# [PROBLEM REQUIREMENTS]
State the number of lines in these records holding "Surface". Say nothing more.

# [EXTRACTED ENTRIES]

//! # Storage Tests
//!
//! Integration tests for the per-user JSON store: round trips through the
//! file system, deletion by index, catalog import and legacy file formats.

use serde_json::json;
use std::fs;
use stroyhelper::errors::StorageError;
use stroyhelper::estimate::{calculate, EstimateLine};
use stroyhelper::material_model::{default_catalog, Material, MaterialCategory, MaterialUnit};
use stroyhelper::room_model::{Room, Surface};
use stroyhelper::storage::{RecordKind, Stamped, UserStore};
use tempfile::TempDir;

fn setup_store() -> (TempDir, UserStore) {
    let dir = TempDir::new().expect("Failed to create temp dir");
    let store = UserStore::new(dir.path());
    (dir, store)
}

#[test]
fn test_rooms_round_trip_in_insertion_order() {
    let (_dir, store) = setup_store();

    store.save_room(42, Room::new("Кухня", 4.0, 3.0, 2.5)).unwrap();
    store.save_room(42, Room::new("Спальня", 5.0, 4.0, 2.7)).unwrap();

    let rooms = store.get_user_rooms(42).unwrap();
    assert_eq!(rooms.len(), 2);
    assert_eq!(rooms[0].name, "Кухня");
    assert_eq!(rooms[0].floor_area, 12.0);
    assert_eq!(rooms[0].area, 47.0);
    assert_eq!(rooms[1].name, "Спальня");

    let found = store.find_room(42, "Спальня").unwrap().unwrap();
    assert_eq!(found.height, 2.7);
    assert!(store.find_room(42, "Гараж").unwrap().is_none());
}

#[test]
fn test_users_are_isolated() {
    let (_dir, store) = setup_store();

    store.save_room(1, Room::new("Кухня", 4.0, 3.0, 2.5)).unwrap();

    assert_eq!(store.get_user_rooms(1).unwrap().len(), 1);
    assert!(store.get_user_rooms(2).unwrap().is_empty());
}

#[test]
fn test_delete_room_by_index() {
    let (_dir, store) = setup_store();

    store.save_room(7, Room::new("A", 1.0, 1.0, 2.5)).unwrap();
    store.save_room(7, Room::new("B", 2.0, 2.0, 2.5)).unwrap();
    store.save_room(7, Room::new("C", 3.0, 3.0, 2.5)).unwrap();

    let stamp = store.get_user_rooms(7).unwrap()[1].stamp();
    let removed = store.delete_room(7, 1, stamp).unwrap();
    assert_eq!(removed.name, "B");

    let names: Vec<String> = store
        .get_user_rooms(7)
        .unwrap()
        .into_iter()
        .map(|room| room.name)
        .collect();
    assert_eq!(names, vec!["A", "C"]);

    match store.delete_room(7, 5, stamp) {
        Err(StorageError::IndexOutOfRange { index, len }) => {
            assert_eq!(index, 5);
            assert_eq!(len, 2);
        }
        other => panic!("Expected IndexOutOfRange, got {:?}", other),
    }
}

#[test]
fn test_materials_crud() {
    let (_dir, store) = setup_store();

    let paint = Material::new("Краска", MaterialCategory::Walls, MaterialUnit::Liter, 450.0);
    store.save_material(3, paint.clone()).unwrap();

    let materials = store.get_user_materials(3).unwrap();
    assert_eq!(materials, vec![paint.clone()]);
    assert!(store.find_material(3, "Краска").unwrap().is_some());

    let removed = store.delete_material(3, 0, paint.stamp()).unwrap();
    assert_eq!(removed.name, "Краска");
    assert!(store.get_user_materials(3).unwrap().is_empty());
}

#[test]
fn test_import_catalog_skips_duplicates() {
    let (_dir, store) = setup_store();

    let catalog_len = default_catalog().len();
    let added = store.import_materials(5, default_catalog()).unwrap();
    assert_eq!(added, catalog_len);

    // Importing again adds nothing
    let added = store.import_materials(5, default_catalog()).unwrap();
    assert_eq!(added, 0);
    assert_eq!(store.get_user_materials(5).unwrap().len(), catalog_len);
}

#[test]
fn test_estimate_lines_and_clear() {
    let (_dir, store) = setup_store();

    let room = Room::new("Кухня", 4.0, 3.0, 2.5);
    let laminate = Material::new("Ламинат", MaterialCategory::Floor, MaterialUnit::SquareMeter, 800.0);
    let calculation = calculate(&room, &laminate, Surface::Floor);
    store
        .add_estimate_line(9, EstimateLine::new(&room, &laminate, &calculation))
        .unwrap();

    let lines = store.get_estimate_lines(9).unwrap();
    assert_eq!(lines.len(), 1);
    assert_eq!(lines[0].cost, 9600.0);

    assert!(store.clear_estimate(9).unwrap());
    assert!(store.get_estimate_lines(9).unwrap().is_empty());
    assert!(!store.clear_estimate(9).unwrap());
}

/// Files written by earlier versions lack `height` and `floor_area` and use
/// naive timestamps
#[test]
fn test_loads_legacy_room_file() {
    let (_dir, store) = setup_store();
    let path = store.file_path(11, RecordKind::Rooms);
    fs::create_dir_all(path.parent().unwrap()).unwrap();
    fs::write(
        &path,
        r#"[{"name": "Зал", "length": 5.0, "width": 4.0, "area": 20.0,
             "created_at": "2024-03-01T12:30:00.123456"}]"#,
    )
    .unwrap();

    let rooms = store.get_user_rooms(11).unwrap();
    assert_eq!(rooms.len(), 1);
    assert_eq!(rooms[0].height, 2.5);
    assert_eq!(rooms[0].floor_area, 20.0);
    assert_eq!(rooms[0].area, 20.0);
}

#[test]
fn test_written_file_is_valid_json_array() {
    let (_dir, store) = setup_store();
    store.save_room(13, Room::new("Кухня", 4.0, 3.0, 2.5)).unwrap();

    let content = fs::read_to_string(store.file_path(13, RecordKind::Rooms)).unwrap();
    let value: serde_json::Value = serde_json::from_str(&content).unwrap();
    assert!(value.is_array());
    assert_eq!(value[0]["name"], "Кухня");
    assert!(value[0]["created_at"].is_string());
}

/// A delete button built before another deletion must not remove the
/// record that has since moved into its position
#[test]
fn test_stale_delete_is_refused() {
    let (_dir, store) = setup_store();

    for name in ["A", "B", "C"] {
        store.save_room(2, Room::new(name, 3.0, 3.0, 2.5)).unwrap();
    }
    let rooms = store.get_user_rooms(2).unwrap();
    let (stamp_a, stamp_b) = (rooms[0].stamp(), rooms[1].stamp());

    store.delete_room(2, 0, stamp_a).unwrap();
    assert!(matches!(
        store.delete_room(2, 1, stamp_b),
        Err(StorageError::RecordChanged { index: 1 })
    ));

    let names: Vec<String> = store
        .get_user_rooms(2)
        .unwrap()
        .into_iter()
        .map(|room| room.name)
        .collect();
    assert_eq!(names, vec!["B", "C"]);
}

fn corrupt_backups(dir: &TempDir, prefix: &str) -> Vec<String> {
    fs::read_dir(dir.path().join("users"))
        .unwrap()
        .filter_map(|entry| entry.ok())
        .map(|entry| entry.file_name().to_string_lossy().into_owned())
        .filter(|name| name.starts_with(&format!("{prefix}.corrupt-")))
        .collect()
}

#[test]
fn test_save_keeps_valid_records_of_damaged_file() {
    let (dir, store) = setup_store();
    let path = store.file_path(1, RecordKind::Rooms);
    fs::create_dir_all(path.parent().unwrap()).unwrap();
    let content = json!([
        serde_json::to_value(Room::new("Кухня", 4.0, 3.0, 2.5)).unwrap(),
        serde_json::to_value(Room::new("Зал", 5.0, 4.0, 2.7)).unwrap(),
        {"name": "Битая", "length": "много"}
    ]);
    fs::write(&path, content.to_string()).unwrap();

    // Unreadable records are skipped for display
    assert_eq!(store.get_user_rooms(1).unwrap().len(), 2);

    store.save_room(1, Room::new("Новая", 2.0, 2.0, 2.5)).unwrap();

    let names: Vec<String> = store
        .get_user_rooms(1)
        .unwrap()
        .into_iter()
        .map(|room| room.name)
        .collect();
    assert_eq!(names, vec!["Кухня", "Зал", "Новая"]);

    // The original file, bad record included, is kept aside
    let backups = corrupt_backups(&dir, "1_rooms.json");
    assert_eq!(backups.len(), 1);
    let saved = fs::read_to_string(dir.path().join("users").join(&backups[0])).unwrap();
    assert!(saved.contains("Битая"));
}

#[test]
fn test_unparseable_file_moved_aside_before_write() {
    let (dir, store) = setup_store();
    let path = store.file_path(6, RecordKind::Materials);
    fs::create_dir_all(path.parent().unwrap()).unwrap();
    fs::write(&path, "{not json").unwrap();

    let added = store.import_materials(6, default_catalog()).unwrap();
    assert_eq!(added, default_catalog().len());

    let backups = corrupt_backups(&dir, "6_materials.json");
    assert_eq!(backups.len(), 1);
    let saved = fs::read_to_string(dir.path().join("users").join(&backups[0])).unwrap();
    assert_eq!(saved, "{not json");
}

#[test]
fn test_healthy_file_leaves_no_backup() {
    let (dir, store) = setup_store();
    store.save_room(8, Room::new("Кухня", 4.0, 3.0, 2.5)).unwrap();
    store.save_room(8, Room::new("Зал", 5.0, 4.0, 2.5)).unwrap();
    assert!(corrupt_backups(&dir, "8_rooms.json").is_empty());
}
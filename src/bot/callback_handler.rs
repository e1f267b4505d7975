//! Callback Handler module for processing inline keyboard callback queries

use anyhow::Result;
use std::sync::Arc;
use teloxide::prelude::*;
use teloxide::types::{CallbackQuery, InlineKeyboardMarkup, MessageId};
use tracing::{debug, error, info, warn};

use crate::dialogue::BotDialogue;
use crate::errors::StorageError;
use crate::localization::{t_args_lang, t_lang};

use super::dialogue_manager::begin_search;
use super::knowledge_handler::{run_search, show_categories, show_category, show_item};
use super::ui_builder::{
    format_material_deletion, format_materials_list, format_rooms_list, material_delete_keyboard,
    materials_page_keyboard, room_delete_keyboard, LIST_PAGE_SIZE,
};
use super::BotContext;

/// Decoded callback data
#[derive(Debug, Clone, PartialEq, Eq)]
pub enum CallbackAction {
    KbCategory(String),
    KbItem { category: String, item_id: String },
    KbBackToCategories,
    /// Ask the user for a query
    KbSearchPrompt,
    /// Repeat a search for the given query
    KbSearch(String),
    /// Delete the record at `index` if it still has `stamp`
    RoomDelete { index: usize, stamp: i64 },
    MaterialDelete { index: usize, stamp: i64 },
    RoomsPage(usize),
    MaterialsPage(usize),
    MaterialDeletePage(usize),
    EstimateClear,
}

impl CallbackAction {
    pub fn parse(data: &str) -> Option<Self> {
        match data {
            "kb_back_to_categories" => return Some(CallbackAction::KbBackToCategories),
            "kb_search" => return Some(CallbackAction::KbSearchPrompt),
            "estimate_clear" => return Some(CallbackAction::EstimateClear),
            _ => {}
        }

        if let Some(category) = data.strip_prefix("kb_category:") {
            return Some(CallbackAction::KbCategory(category.to_string()));
        }
        if let Some(rest) = data.strip_prefix("kb_item:") {
            let (category, item_id) = rest.split_once(':')?;
            return Some(CallbackAction::KbItem {
                category: category.to_string(),
                item_id: item_id.to_string(),
            });
        }
        if let Some(query) = data.strip_prefix("kb_search:") {
            return Some(CallbackAction::KbSearch(query.to_string()));
        }
        if let Some(rest) = data.strip_prefix("room_delete:") {
            let (index, stamp) = parse_record_ref(rest)?;
            return Some(CallbackAction::RoomDelete { index, stamp });
        }
        if let Some(rest) = data.strip_prefix("material_delete:") {
            let (index, stamp) = parse_record_ref(rest)?;
            return Some(CallbackAction::MaterialDelete { index, stamp });
        }
        if let Some(page) = data.strip_prefix("rooms_page:") {
            return page.parse().ok().map(CallbackAction::RoomsPage);
        }
        if let Some(page) = data.strip_prefix("materials_page:") {
            return page.parse().ok().map(CallbackAction::MaterialsPage);
        }
        if let Some(page) = data.strip_prefix("material_delete_page:") {
            return page.parse().ok().map(CallbackAction::MaterialDeletePage);
        }
        None
    }
}

/// "<index>:<stamp>"
fn parse_record_ref(data: &str) -> Option<(usize, i64)> {
    let (index, stamp) = data.split_once(':')?;
    Some((index.parse().ok()?, stamp.parse().ok()?))
}

/// Replace the text of the message carrying the keyboard, or send a new one
async fn refresh_message(
    bot: &Bot,
    chat_id: ChatId,
    message_id: Option<MessageId>,
    text: String,
    keyboard: Option<InlineKeyboardMarkup>,
) -> Result<()> {
    let Some(message_id) = message_id else {
        bot.send_message(chat_id, text).await?;
        return Ok(());
    };

    let request = bot.edit_message_text(chat_id, message_id, text);
    let result = match keyboard {
        Some(keyboard) => request.reply_markup(keyboard).await,
        None => request.await,
    };
    if let Err(e) = result {
        error!(user_id = %chat_id, error = %e, "Failed to edit message");
    }
    Ok(())
}

async fn show_rooms_page(
    bot: &Bot,
    chat_id: ChatId,
    message_id: Option<MessageId>,
    ctx: &BotContext,
    page: usize,
    language_code: Option<&str>,
) -> Result<()> {
    let rooms = ctx.store.get_user_rooms(chat_id.0)?;
    if rooms.is_empty() {
        return refresh_message(bot, chat_id, message_id, t_lang("rooms-empty", language_code), None).await;
    }
    refresh_message(
        bot,
        chat_id,
        message_id,
        format_rooms_list(&rooms, page, language_code),
        Some(room_delete_keyboard(&rooms, page)),
    )
    .await
}

async fn show_materials_page(
    bot: &Bot,
    chat_id: ChatId,
    message_id: Option<MessageId>,
    ctx: &BotContext,
    page: usize,
    language_code: Option<&str>,
) -> Result<()> {
    let materials = ctx.store.get_user_materials(chat_id.0)?;
    if materials.is_empty() {
        return refresh_message(bot, chat_id, message_id, t_lang("materials-empty", language_code), None).await;
    }
    refresh_message(
        bot,
        chat_id,
        message_id,
        format_materials_list(&materials, page, language_code),
        materials_page_keyboard(&materials, page),
    )
    .await
}

async fn show_material_deletion_page(
    bot: &Bot,
    chat_id: ChatId,
    message_id: Option<MessageId>,
    ctx: &BotContext,
    page: usize,
    language_code: Option<&str>,
) -> Result<()> {
    let materials = ctx.store.get_user_materials(chat_id.0)?;
    if materials.is_empty() {
        return refresh_message(bot, chat_id, message_id, t_lang("materials-empty", language_code), None).await;
    }
    refresh_message(
        bot,
        chat_id,
        message_id,
        format_material_deletion(&materials, page, language_code),
        Some(material_delete_keyboard(&materials, page)),
    )
    .await
}

async fn delete_room(
    bot: &Bot,
    chat_id: ChatId,
    message_id: Option<MessageId>,
    ctx: &BotContext,
    index: usize,
    stamp: i64,
    language_code: Option<&str>,
) -> Result<String> {
    let notice = match ctx.store.delete_room(chat_id.0, index, stamp) {
        Ok(room) => {
            info!(user_id = %chat_id, room = %room.name, "Room deleted");
            t_args_lang("room-deleted", &[("name", &room.name)], language_code)
        }
        Err(StorageError::IndexOutOfRange { .. } | StorageError::RecordChanged { .. }) => {
            debug!(user_id = %chat_id, index, "Stale room delete button");
            t_lang("already-deleted", language_code)
        }
        Err(e) => return Err(e.into()),
    };

    show_rooms_page(bot, chat_id, message_id, ctx, index / LIST_PAGE_SIZE, language_code).await?;
    Ok(notice)
}

async fn delete_material(
    bot: &Bot,
    chat_id: ChatId,
    message_id: Option<MessageId>,
    ctx: &BotContext,
    index: usize,
    stamp: i64,
    language_code: Option<&str>,
) -> Result<String> {
    let notice = match ctx.store.delete_material(chat_id.0, index, stamp) {
        Ok(material) => {
            info!(user_id = %chat_id, material = %material.name, "Material deleted");
            t_args_lang("material-deleted", &[("name", &material.name)], language_code)
        }
        Err(StorageError::IndexOutOfRange { .. } | StorageError::RecordChanged { .. }) => {
            debug!(user_id = %chat_id, index, "Stale material delete button");
            t_lang("already-deleted", language_code)
        }
        Err(e) => return Err(e.into()),
    };

    show_material_deletion_page(bot, chat_id, message_id, ctx, index / LIST_PAGE_SIZE, language_code).await?;
    Ok(notice)
}

/// Handle callback queries from inline keyboards
pub async fn callback_handler(
    bot: Bot,
    q: CallbackQuery,
    ctx: Arc<BotContext>,
    dialogue: BotDialogue,
) -> Result<()> {
    debug!(user_id = %q.from.id, data = ?q.data, "Received callback query from user");

    let language_code = q.from.language_code.as_deref();
    let chat_id = q
        .message
        .as_ref()
        .map(|msg| msg.chat().id)
        .unwrap_or_else(|| ChatId::from(q.from.id));
    let message_id = q.message.as_ref().map(|msg| msg.id());

    let action = q.data.as_deref().and_then(CallbackAction::parse);
    let notice = match action {
        Some(CallbackAction::KbCategory(category)) => {
            show_category(&bot, chat_id, &ctx, &category, language_code).await?;
            None
        }
        Some(CallbackAction::KbItem { category, item_id }) => {
            show_item(&bot, chat_id, &ctx, &category, &item_id, language_code).await?;
            None
        }
        Some(CallbackAction::KbBackToCategories) => {
            show_categories(&bot, chat_id, &ctx, language_code).await?;
            None
        }
        Some(CallbackAction::KbSearchPrompt) => {
            begin_search(&bot, chat_id, dialogue, language_code).await?;
            None
        }
        Some(CallbackAction::KbSearch(query)) => {
            run_search(&bot, chat_id, &ctx, &query, language_code).await?;
            None
        }
        Some(CallbackAction::RoomDelete { index, stamp }) => {
            Some(delete_room(&bot, chat_id, message_id, &ctx, index, stamp, language_code).await?)
        }
        Some(CallbackAction::MaterialDelete { index, stamp }) => {
            Some(delete_material(&bot, chat_id, message_id, &ctx, index, stamp, language_code).await?)
        }
        Some(CallbackAction::RoomsPage(page)) => {
            show_rooms_page(&bot, chat_id, message_id, &ctx, page, language_code).await?;
            None
        }
        Some(CallbackAction::MaterialsPage(page)) => {
            show_materials_page(&bot, chat_id, message_id, &ctx, page, language_code).await?;
            None
        }
        Some(CallbackAction::MaterialDeletePage(page)) => {
            show_material_deletion_page(&bot, chat_id, message_id, &ctx, page, language_code).await?;
            None
        }
        Some(CallbackAction::EstimateClear) => {
            let cleared = ctx.store.clear_estimate(chat_id.0)?;
            info!(user_id = %chat_id, cleared, "Estimate cleared");
            refresh_message(&bot, chat_id, message_id, t_lang("estimate-cleared", language_code), None).await?;
            None
        }
        None => {
            warn!(user_id = %q.from.id, data = ?q.data, "Unknown callback data");
            Some(t_lang("callback-unknown", language_code))
        }
    };

    // Answer the callback query to remove the loading state
    let answer = bot.answer_callback_query(q.id.clone());
    match notice {
        Some(text) => answer.text(text).await?,
        None => answer.await?,
    };

    Ok(())
}
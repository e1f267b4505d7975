//! # Configuration Module
//!
//! This module defines configuration structures for the bot, loaded from
//! environment variables (optionally through a `.env` file).

use anyhow::{Context, Result};
use std::env;
use std::net::SocketAddr;
use std::path::PathBuf;

// Constants for bot configuration
pub const DEFAULT_DATA_DIR: &str = "data";
pub const DEFAULT_KNOWLEDGE_BASE_DIR: &str = "knowledge_base/data";
pub const DEFAULT_WEBHOOK_LISTEN_ADDR: &str = "0.0.0.0:8443";

/// Recovery configuration for transport setup (webhook registration, webhook removal)
#[derive(Debug, Clone)]
pub struct RecoveryConfig {
    /// Maximum number of retry attempts
    pub max_retries: u32,
    /// Base delay between retries in milliseconds
    pub base_retry_delay_ms: u64,
    /// Maximum delay between retries in milliseconds
    pub max_retry_delay_ms: u64,
}

impl Default for RecoveryConfig {
    fn default() -> Self {
        Self {
            max_retries: 3,
            base_retry_delay_ms: 1000, // 1 second
            max_retry_delay_ms: 10000, // 10 seconds
        }
    }
}

/// Output format for log lines
#[derive(Debug, Clone, Copy, PartialEq, Eq, Default)]
pub enum LogFormat {
    #[default]
    Pretty,
    Json,
}

impl LogFormat {
    pub fn parse(value: &str) -> Self {
        match value.trim().to_lowercase().as_str() {
            "json" => LogFormat::Json,
            _ => LogFormat::Pretty,
        }
    }
}

/// Webhook transport settings. Absent means long polling.
#[derive(Debug, Clone)]
pub struct WebhookConfig {
    /// Public URL Telegram should deliver updates to
    pub url: reqwest::Url,
    /// Local address the webhook server binds to
    pub listen_addr: SocketAddr,
}

/// Configuration structure for the bot
#[derive(Debug, Clone)]
pub struct BotConfig {
    /// Telegram bot token
    pub bot_token: String,
    /// Root directory for per-user JSON files
    pub data_dir: PathBuf,
    /// Root directory of the knowledge base tree
    pub knowledge_base_dir: PathBuf,
    /// Telegram user ids allowed to edit the knowledge base
    pub admin_ids: Vec<u64>,
    /// Webhook settings, `None` for polling
    pub webhook: Option<WebhookConfig>,
    /// Log output format
    pub log_format: LogFormat,
    /// Retry configuration for transport setup
    pub recovery: RecoveryConfig,
}

impl BotConfig {
    /// Build the configuration from process environment variables
    pub fn from_env() -> Result<Self> {
        let bot_token = env::var("BOT_TOKEN").context("BOT_TOKEN environment variable is not set")?;

        let data_dir = env::var("DATA_DIR")
            .map(PathBuf::from)
            .unwrap_or_else(|_| PathBuf::from(DEFAULT_DATA_DIR));

        let knowledge_base_dir = env::var("KNOWLEDGE_BASE_DIR")
            .map(PathBuf::from)
            .unwrap_or_else(|_| PathBuf::from(DEFAULT_KNOWLEDGE_BASE_DIR));

        let admin_ids = parse_admin_ids(&env::var("ADMIN_IDS").unwrap_or_default())?;

        let webhook = match env::var("WEBHOOK_URL") {
            Ok(url) if !url.trim().is_empty() => {
                let url = reqwest::Url::parse(url.trim())
                    .with_context(|| format!("WEBHOOK_URL is not a valid URL: {url}"))?;
                let listen_addr = env::var("WEBHOOK_LISTEN_ADDR")
                    .unwrap_or_else(|_| DEFAULT_WEBHOOK_LISTEN_ADDR.to_string());
                let listen_addr = listen_addr
                    .parse()
                    .with_context(|| format!("WEBHOOK_LISTEN_ADDR is not a socket address: {listen_addr}"))?;
                Some(WebhookConfig { url, listen_addr })
            }
            _ => None,
        };

        let log_format = env::var("LOG_FORMAT")
            .map(|v| LogFormat::parse(&v))
            .unwrap_or_default();

        Ok(Self {
            bot_token,
            data_dir,
            knowledge_base_dir,
            admin_ids,
            webhook,
            log_format,
            recovery: RecoveryConfig::default(),
        })
    }

    /// Whether the given Telegram user may edit the knowledge base
    pub fn is_admin(&self, user_id: u64) -> bool {
        self.admin_ids.contains(&user_id)
    }
}

/// Parse a comma-separated list of Telegram user ids, ignoring blanks
pub fn parse_admin_ids(raw: &str) -> Result<Vec<u64>> {
    raw.split(',')
        .map(str::trim)
        .filter(|id| !id.is_empty())
        .map(|id| {
            id.parse::<u64>()
                .with_context(|| format!("ADMIN_IDS contains an invalid id: {id}"))
        })
        .collect()
}

#[cfg(test)]
mod tests {
    use super::*;

    #[test]
    fn test_parse_admin_ids() {
        assert_eq!(parse_admin_ids("").unwrap(), Vec::<u64>::new());
        assert_eq!(parse_admin_ids("1, 2,,3 ").unwrap(), vec![1, 2, 3]);
        assert!(parse_admin_ids("1,abc").is_err());
    }

    #[test]
    fn test_log_format_parse() {
        assert_eq!(LogFormat::parse("json"), LogFormat::Json);
        assert_eq!(LogFormat::parse(" JSON "), LogFormat::Json);
        assert_eq!(LogFormat::parse("pretty"), LogFormat::Pretty);
        assert_eq!(LogFormat::parse("anything"), LogFormat::Pretty);
    }

    #[test]
    fn test_recovery_defaults_reasonable() {
        let recovery = RecoveryConfig::default();
        assert!(recovery.max_retries <= 10);
        assert!(recovery.base_retry_delay_ms >= 100);
        assert!(recovery.base_retry_delay_ms <= recovery.max_retry_delay_ms);
    }
}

# [WORKED SOLUTION]
2